En el libro El síndrome Woody Allen (Debate, 2020), el psicólogo y periodista español Edu Galán da una definición de lo que son las denuncias falsas: “Aquellas que están dirigidas a propósito para dañar a la pareja”.

Roxana Kreimer, filósofa y doctora en Ciencias Sociales, señala en su investigación El patriarcado no existe más (Galerna, 2020) algunas de las razones por las que hay denuncias falsas: garantizan el uso exclusivo de la vivienda en caso de divorcio, dan la custodia de los hijos, pensión alimenticia y acaban con la reputación del denunciado.

“¿Cómo podría la víctima ser culpable o responsable de algo?”, se pregunta Daniele Giglioli en el ensayo Crítica de la víctima (Herder, 2017), que continua así: “La víctima no ha hecho, le han hecho; no actúa, padece. En la víctima se articulan carencia y reivindicación, debilidad y pretensión, deseo de tener y deseo de ser. No somos lo que hacemos sino lo que hemos padecido, lo que podemos perder, lo que nos han quitado”.

¿Quién podría cuestionar a Amber Heard después de denunciar a Johnny Depp por violencia doméstica? Depp utilizó su derecho constitucional a la presunción de inocencia, aunque desde las denuncias promovidas en redes sociales por el movimiento #MeToo (2017) parece darse por sentado que los hombres somos culpables de algo, lo que sea.

Kreimer, feminista científica, explica en su ensayo: “El #MeToo fue positivo porque visibilizó la problemática social del acoso, particularmente el laboral”, pero critica al movimiento porque “instaló la idea de que bastaba que una mujer denunciara para que el hombre fuera culpable, independientemente de la existencia de un fallo judicial”.

El feminismo de cuarta ola no concuerda con el veredicto que halló culpable a Heard, aunque están de acuerdo cuando se reafirma la sentencia preestablecida por ellos en redes.

Douglas Murray subraya, en su libro La masa enfurecida (Península, 2020), que los pensadores marxistas se pueden identificar porque “cuando tropiezan con una contradicción, nunca vacilan ni se cuestionan nada, que es lo que haría alguien cuyo fin es encontrar la verdad”.

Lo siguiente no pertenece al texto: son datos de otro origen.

use std::{error::Error, sync::Arc};

use followsweeper_server::{build_rocket, config::AppConfig, followers::NeynarFollowerSource};
use tracing::{info, warn};

#[rocket::main]
async fn main() -> Result<(), Box<dyn Error>> {
    tracing_subscriber::fmt::init();
    info!("🚀 Starting Followsweeper server");

    let config = AppConfig::from_env();
    if config.neynar_api_key.is_none() {
        warn!("NEYNAR_API_KEY is not set, every game will use the default avatars");
    }

    let source = Arc::new(NeynarFollowerSource::new(&config)?);
    let rocket = build_rocket(config, source)?;

    info!(
        "📡 Endpoints: POST /create, GET /ws, GET /followers, GET /games/<id>, \
         POST /games/<id>/board-image, GET /board-image/<key>, GET /games/<id>/share, \
         GET /cache-status"
    );
    let _ = rocket.launch().await?;
    Ok(())
}
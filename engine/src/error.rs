use thiserror::Error;

/// Caller misuse. Gameplay outcomes such as hitting a mine are reported
/// through [`crate::Outcome`], never through this type.
#[derive(Error, Debug, Copy, Clone, PartialEq, Eq)]
pub enum EngineError {
    #[error("Coordinates ({row}, {col}) are outside the board")]
    OutOfBounds { row: i32, col: i32 },
    #[error("Board must have at least one cell")]
    EmptyBoard,
    #[error("Board of {width}x{height} exceeds {max} cells", max = crate::MAX_CELLS)]
    BoardTooLarge { width: usize, height: usize },
    #[error("Too many mines: {mines} requested but the board has {cells} cells")]
    TooManyMines { mines: usize, cells: usize },
    #[error("Mine listed twice at ({row}, {col})")]
    DuplicateMine { row: i32, col: i32 },
}

pub type Result<T> = std::result::Result<T, EngineError>;
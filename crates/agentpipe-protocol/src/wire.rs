//! Outbound wire format: messages written to the child's stdin

use serde::Serialize;

/// One user turn, serialized as a single stdin line
///
/// Wire shape:
/// `{"type":"user","message":{"role":"user","content":"..."},"session_id":"..."}`
/// with `session_id` omitted entirely when the session has no key yet.
#[derive(Debug, Clone, Serialize)]
pub struct UserTurn {
    #[serde(rename = "type")]
    message_type: &'static str,
    message: TurnBody,
    #[serde(skip_serializing_if = "Option::is_none")]
    session_id: Option<String>,
}

#[derive(Debug, Clone, Serialize)]
struct TurnBody {
    role: &'static str,
    content: String,
}

impl UserTurn {
    /// Build a turn carrying the given message text
    pub fn new(content: impl Into<String>) -> Self {
        Self {
            message_type: "user",
            message: TurnBody {
                role: "user",
                content: content.into(),
            },
            session_id: None,
        }
    }

    /// Attach the resumable session key
    pub fn with_session(mut self, session_id: impl Into<String>) -> Self {
        self.session_id = Some(session_id.into());
        self
    }

    /// The message text this turn carries
    pub fn content(&self) -> &str {
        &self.message.content
    }
}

Pareciera que al feminismo más radical solo le interesa escuchar que un hombre es culpable, o todos, como afirma en las etiquetas que promueven en redes: #MenAreTrash (#LosHombresSonBasura), #KillAllMen (#MatenALosHombres).

Ante este lenguaje intimidatorio, escribe Murray en el ensayo ya citado: “Un siglo después parece aceptable y aun normal que mujeres nacidas con todos los derechos por los que sus antecesoras tuvieron que pelear reaccionen con un lenguaje más violento que el que se empleaba cuando la balanza estaba infinitamente más desequilibrada”.

Paradójicamente, los grupos identitarios persiguen y estereotipan de la misma forma en que lo hicieron con ellos. Ahora, con antorcha en mano, juzgan con “siniestros arquetipos identitarios”, así nombrados por Juan Soto Ivars en el ensayo La casa del ahorcado (Debate, 2020), “para inhabilitar el derecho de ciudadanía de unas personas que habían transgredido un tabú”.

Las preguntas aparecen: ¿queremos igualdad o privilegios? ¿Queremos justicia o revancha?

“Surge de la sensación de que las sociedades cubren con un velo hipócrita lo real, lo verdadero, y que la vida es el intento de quitar ese velo y desvelar lo auténtico”, sintetiza Ricardo Dudda, en el ensayo La verdad de la tribu (Debate, 2019).